Koszykarzy Stali Stalowa Wola czeka kolejne bardzo trudne zadanie. Po sobotniej porażce z wicemistrzem Polski teraz podopieczni Bogdana Pamuły zagrają z najlepszą drużyną poprzedniego sezonu. Wydaje się, że zadanie jakie tym razem czeka Stalowców może być jeszcze trudniejsze niż potyczka z PGE Turów Zgorzelec.

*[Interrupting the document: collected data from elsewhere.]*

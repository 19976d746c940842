//! This crate provides utilities for sequences and records of dynamically shaped values,
//! as they appear after decoding JSON documents.
//!
//! It contains
//! - a lazy generator of all permutations of a sequence ([permutation]),
//! - shallow structural equality of sequences and flat records ([equality]),
//! - detection and removal of duplicates ([duplicates]),
//! - multi-key sorting and field projection of records ([sorting], [projection]),
//! - pruning of empty entries and recursive mapping of nested values ([prune], [traversal]).
//!
//! Operations that are only defined for inputs of a certain shape return a [Support],
//! misuse of an operation is reported as an [Error].

#![deny(
    missing_debug_implementations,
    missing_copy_implementations,
    trivial_casts,
    trivial_numeric_casts
)]
#![warn(
    missing_docs,
    unused_import_braces,
    unused_qualifications,
    unused_extern_crates,
    variant_size_differences,
    clippy::cast_possible_truncation,
    clippy::cast_possible_wrap
)]

pub mod deferred;
pub mod duplicates;
pub mod equality;
pub mod error;
pub mod permutation;
pub mod projection;
pub mod prune;
pub mod sorting;
pub mod support;
pub mod traversal;
pub mod value;

pub use duplicates::{
    filter_duplicated_records, find_duplicated_records, find_duplicated_records_by,
    find_duplicates,
};
pub use equality::{is_same_array, is_same_object, is_same_record, is_same_value_array};
pub use error::Error;
pub use permutation::{
    permutation_count, permute, permute_in_place, swap_elements, HeapPermutations,
};
pub use projection::{project_records, Projection};
pub use prune::{prune_empty, prune_empty_with};
pub use sorting::{sort_by_column, sort_records, SortDirection, SortKey};
pub use support::Support;
pub use traversal::map_elements;
pub use value::{Record, Value, ValueDomain};
//! Sequence items and the pending/ready classifier.
//!
//! An input sequence is a `Vec<Item<T, P>>`: each slot either already holds a
//! value (`Ready`) or holds a handle `P` to a computation that will settle
//! later (`Pending`). The classifier is the single predicate the rewriter
//! consults to decide which slots need waiting on.

/// One element of an input sequence.
#[derive(Debug, Clone, PartialEq, Eq)]
pub enum Item<T, P> {
    /// A value the caller already has.
    Ready(T),
    /// A handle to a computation that settles exactly once, later.
    Pending(P),
}

impl<T, P> Item<T, P> {
    /// Returns `true` if this item is a pending computation.
    ///
    /// Pure and stateless: asking twice yields the same answer.
    pub fn is_pending(&self) -> bool {
        matches!(self, Item::Pending(_))
    }

    /// Returns the ready value, if any.
    pub fn ready(&self) -> Option<&T> {
        match self {
            Item::Ready(value) => Some(value),
            Item::Pending(_) => None,
        }
    }

    /// Map the pending handle, leaving ready values untouched.
    pub fn map_pending<Q>(self, f: impl FnOnce(P) -> Q) -> Item<T, Q> {
        match self {
            Item::Ready(value) => Item::Ready(value),
            Item::Pending(handle) => Item::Pending(f(handle)),
        }
    }
}

impl<T, P> From<T> for Item<T, P> {
    fn from(value: T) -> Self {
        Item::Ready(value)
    }
}

/// Classifier predicate: is `item` a pending computation?
pub fn is_pending<T, P>(item: &Item<T, P>) -> bool {
    item.is_pending()
}

/// Count the pending computations in a sequence.
pub fn count_pending<T, P>(items: &[Item<T, P>]) -> usize {
    items.iter().filter(|item| is_pending(*item)).count()
}
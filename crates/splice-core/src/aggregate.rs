//! Aggregation of pending computations into one ordered outcome.
//!
//! [`aggregate`] registers one pair of observers per pending computation and
//! reports, through a single continuation, either the first rejection seen in
//! real time or every resolved value in slot order. Resolved values are
//! written into a pre-sized buffer addressed by slot index, so completion
//! order never leaks into the output.
//!
//! The continuation sits behind a one-shot latch shared by all observers of
//! one call: whichever observer takes it first is the only one that runs it.
//! Everything arriving afterwards is absorbed.

use std::sync::Arc;

use parking_lot::Mutex;
use splice_types::Rejection;
use tracing::{debug, trace};

use crate::settle::Settle;

/// Continuation receiving an aggregation outcome.
pub type OnDone<T, E> = Box<dyn FnOnce(Result<Vec<T>, Rejection<E>>) + Send + 'static>;

struct Aggregation<T, E> {
    /// Indexed by slot; entry `i` is written only by computation `i`.
    results: Vec<Option<T>>,
    settled: usize,
    /// The latch: `Some` until the continuation has been claimed.
    on_done: Option<OnDone<T, E>>,
}

/// Wait for every handle in `pending` and report once through `on_done`.
///
/// `pending` must be non-empty; callers short-circuit the empty case
/// themselves (an empty list never completes).
///
/// `on_done` runs at most once: with `Ok(values)` in slot order once every
/// computation has fulfilled, or with the first [`Rejection`] observed.
/// Observers may fire on any thread and in any order.
pub fn aggregate<T, E, P, F>(pending: Vec<P>, on_done: F)
where
    T: Send + 'static,
    E: Send + 'static,
    P: Settle<T, E>,
    F: FnOnce(Result<Vec<T>, Rejection<E>>) + Send + 'static,
{
    debug_assert!(
        !pending.is_empty(),
        "aggregate requires at least one pending computation"
    );

    let total = pending.len();
    let state = Arc::new(Mutex::new(Aggregation {
        results: std::iter::repeat_with(|| None).take(total).collect(),
        settled: 0,
        on_done: Some(Box::new(on_done) as OnDone<T, E>),
    }));

    debug!(pending = total, "registering settle observers");

    for (slot, handle) in pending.into_iter().enumerate() {
        let on_value = Arc::clone(&state);
        let on_reason = Arc::clone(&state);
        handle.on_settle(
            Box::new(move |value| fulfill(&on_value, slot, value)),
            Box::new(move |reason| reject(&on_reason, slot, reason)),
        );
    }
}

fn fulfill<T, E>(state: &Mutex<Aggregation<T, E>>, slot: usize, value: T) {
    let (on_done, results) = {
        let mut guard = state.lock();
        if guard.on_done.is_none() {
            trace!(slot, "fulfillment after completion absorbed");
            return;
        }
        guard.results[slot] = Some(value);
        guard.settled += 1;
        if guard.settled < guard.results.len() {
            return;
        }
        let results = std::mem::take(&mut guard.results);
        (guard.on_done.take(), results)
    };

    let values: Vec<T> = results.into_iter().flatten().collect();
    debug!(resolved = values.len(), "all pending computations fulfilled");
    if let Some(on_done) = on_done {
        on_done(Ok(values));
    }
}

fn reject<T, E>(state: &Mutex<Aggregation<T, E>>, slot: usize, reason: E) {
    // Released before the continuation runs, in case it settles more handles.
    let claimed = {
        let mut guard = state.lock();
        let claimed = guard.on_done.take();
        if claimed.is_some() {
            guard.results.clear();
        }
        claimed
    };

    match claimed {
        Some(on_done) => {
            debug!(slot, "first rejection wins");
            on_done(Err(Rejection::new(slot, reason)));
        }
        None => trace!(slot, "rejection after completion absorbed"),
    }
}

#[cfg(test)]
mod tests {
    use super::*;
    use crate::deferred::{deferred, Deferred, Resolver};
    use crate::settle::{boxed, OnFulfilled, OnRejected};

    type Outcome = Result<Vec<u32>, Rejection<&'static str>>;

    fn record() -> (Arc<Mutex<Vec<Outcome>>>, impl FnOnce(Outcome) + Send + 'static) {
        let calls = Arc::new(Mutex::new(Vec::new()));
        let sink = Arc::clone(&calls);
        (calls, move |outcome: Outcome| sink.lock().push(outcome))
    }

    fn pairs(n: usize) -> (Vec<Deferred<u32, &'static str>>, Vec<Resolver<u32, &'static str>>) {
        (0..n).map(|_| deferred()).unzip()
    }

    #[test]
    fn test_results_follow_slot_order_not_completion_order() {
        let (handles, mut resolvers) = pairs(3);
        let (calls, on_done) = record();
        aggregate(handles, on_done);

        let third = resolvers.pop().unwrap();
        let second = resolvers.pop().unwrap();
        let first = resolvers.pop().unwrap();
        third.resolve(30);
        first.resolve(10);
        assert!(calls.lock().is_empty());
        second.resolve(20);

        assert_eq!(*calls.lock(), vec![Ok(vec![10, 20, 30])]);
    }

    #[test]
    fn test_first_rejection_wins_and_later_ones_are_absorbed() {
        let (handles, mut resolvers) = pairs(3);
        let (calls, on_done) = record();
        aggregate(handles, on_done);

        let c = resolvers.pop().unwrap();
        let b = resolvers.pop().unwrap();
        let a = resolvers.pop().unwrap();
        b.reject("Y");
        a.reject("X");
        c.resolve(3);

        let calls = calls.lock();
        assert_eq!(calls.len(), 1);
        assert_eq!(calls[0], Err(Rejection::new(1, "Y")));
    }

    #[test]
    fn test_fulfillment_after_rejection_does_not_complete() {
        let (handles, mut resolvers) = pairs(2);
        let (calls, on_done) = record();
        aggregate(handles, on_done);

        let second = resolvers.pop().unwrap();
        let first = resolvers.pop().unwrap();
        first.resolve(1);
        second.reject("late");

        assert_eq!(calls.lock().len(), 1);
        assert!(calls.lock()[0].is_err());
    }

    #[test]
    fn test_presettled_handles_complete_during_registration() {
        let (handles, resolvers) = pairs(2);
        for (i, resolver) in resolvers.into_iter().enumerate() {
            resolver.resolve(i as u32 + 1);
        }
        let (calls, on_done) = record();
        aggregate(handles, on_done);

        assert_eq!(*calls.lock(), vec![Ok(vec![1, 2])]);
    }

    #[test]
    fn test_mixed_handle_kinds() {
        let immediate = |on_fulfilled: OnFulfilled<u32>, _: OnRejected<&'static str>| {
            on_fulfilled(1);
        };
        let (later, resolver) = deferred::<u32, &'static str>();
        let (calls, on_done) = record();

        aggregate(vec![boxed(immediate), boxed(later)], on_done);
        assert!(calls.lock().is_empty());

        resolver.resolve(2);
        assert_eq!(*calls.lock(), vec![Ok(vec![1, 2])]);
    }

    #[test]
    fn test_continuation_may_settle_more_handles() {
        let (handles, mut resolvers) = pairs(1);
        let (other, other_resolver) = deferred::<u32, &'static str>();
        let (calls, on_done) = record();

        aggregate(handles, move |outcome| {
            // Re-entering another aggregation from inside the continuation.
            aggregate(vec![other], on_done);
            other_resolver.resolve(outcome.map(|v| v[0]).unwrap_or(0) + 1);
        });
        resolvers.pop().unwrap().resolve(41);

        assert_eq!(*calls.lock(), vec![Ok(vec![42])]);
    }
}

Mistrz nie z Sopotu a Gdyni

Zespół koszykarski Asseco Prokom w poprzednim sezonie występował w Sopocie. Od obecnych rozgrywek drużyna została przeniesiona do Gdyni, a w Sopocie utworzono nowy zespół. Kadra Asseco prezentuje się na pewno dużo lepiej niż poprzedniego przeciwnika Stali PGE Turowa Zgorzelec. Wydaje się także, że drużyna z Trójmiasta posiada najmocniejszy skład, który praktycznie się nie zmienił w porównaniu z poprzednim sezonem. Do Gdyni po roku przerwy wrócił Pape Sow. Drugim wzmocnieniem ekipy prowadzonej przez Tomasa Pacesasa jest reprezentant Niemiec Jan Jagla. Na pewno niezmieniona kadra będzie atutem zespołu z Gdyni w tym sezonie. W potyczce ze Stalówką atutem Asseco będzie nie tylko piekielnie mocna kadra, ale i wzrost. Zielono-czarni w swoich szeregach mają zawodników ledwo przekraczających 200cm wzrostu. Z kolei w Asseco Adam Łapeta ma 217cm, Pape Sow 208cm, Adam Hrycaniuk 208cm, a Jagla 213cm. Atut wzrostu wykorzystali gracz Turowa. Gdynianie zapewne również będą brylować na tablicach. Warto także wspomnieć o młodych Polakach, którzy z powodzeniem radzą sobie na parkietach PLK.

Po kolejną naukę

Koszykarze Stali Stalowa Wola są beniaminkiem PLK. Na inaugurację dostali lekcję koszykówki od PGE Turowa Zgorzelec. Dla zawodników Stali gra na początku z takimi potęgami jak Turów czy Asseco będzie niezłym przetarciem przed pojedynkami z teoretycznie słabszymi rywalami. - Na pewno czeka nas jeszcze trudniejsze zadanie niż w potyczce z Turowem Zgorzelec. Musimy pokazać jednak przede wszystkim charakter, odwagę czy wolę walki. Od takich ekip jak Turów czy Asseco możemy się wiele nauczyć. To dobra szkoła. Po takich meczach możemy mieć i będziemy mieli wiele tematów do przeanalizowania. Te spotkania pokażą nam pewne możliwości, które będziemy rozwiązywać na treningach - powiedział opiekun Stalówki Bogdan Pamuła. Sztab szkoleniowy nadal sprawdzać będzie Demetriusa Nelsona. Niebawem dojechać mają kolejni zawodnicy, którzy mają szansę na angaż w klubie z Podkarpacia. We wtorek Stal zagra jeszcze w takim samym składzie jak z Turowem. Stalowcy na pewno tego meczu nie potraktują ulgowo, ale będą chcieli walczyć i pokazać się z jak najlepszej strony, mimo iż w starciu z mistrzem Polski nie mają zbyt wiele szans.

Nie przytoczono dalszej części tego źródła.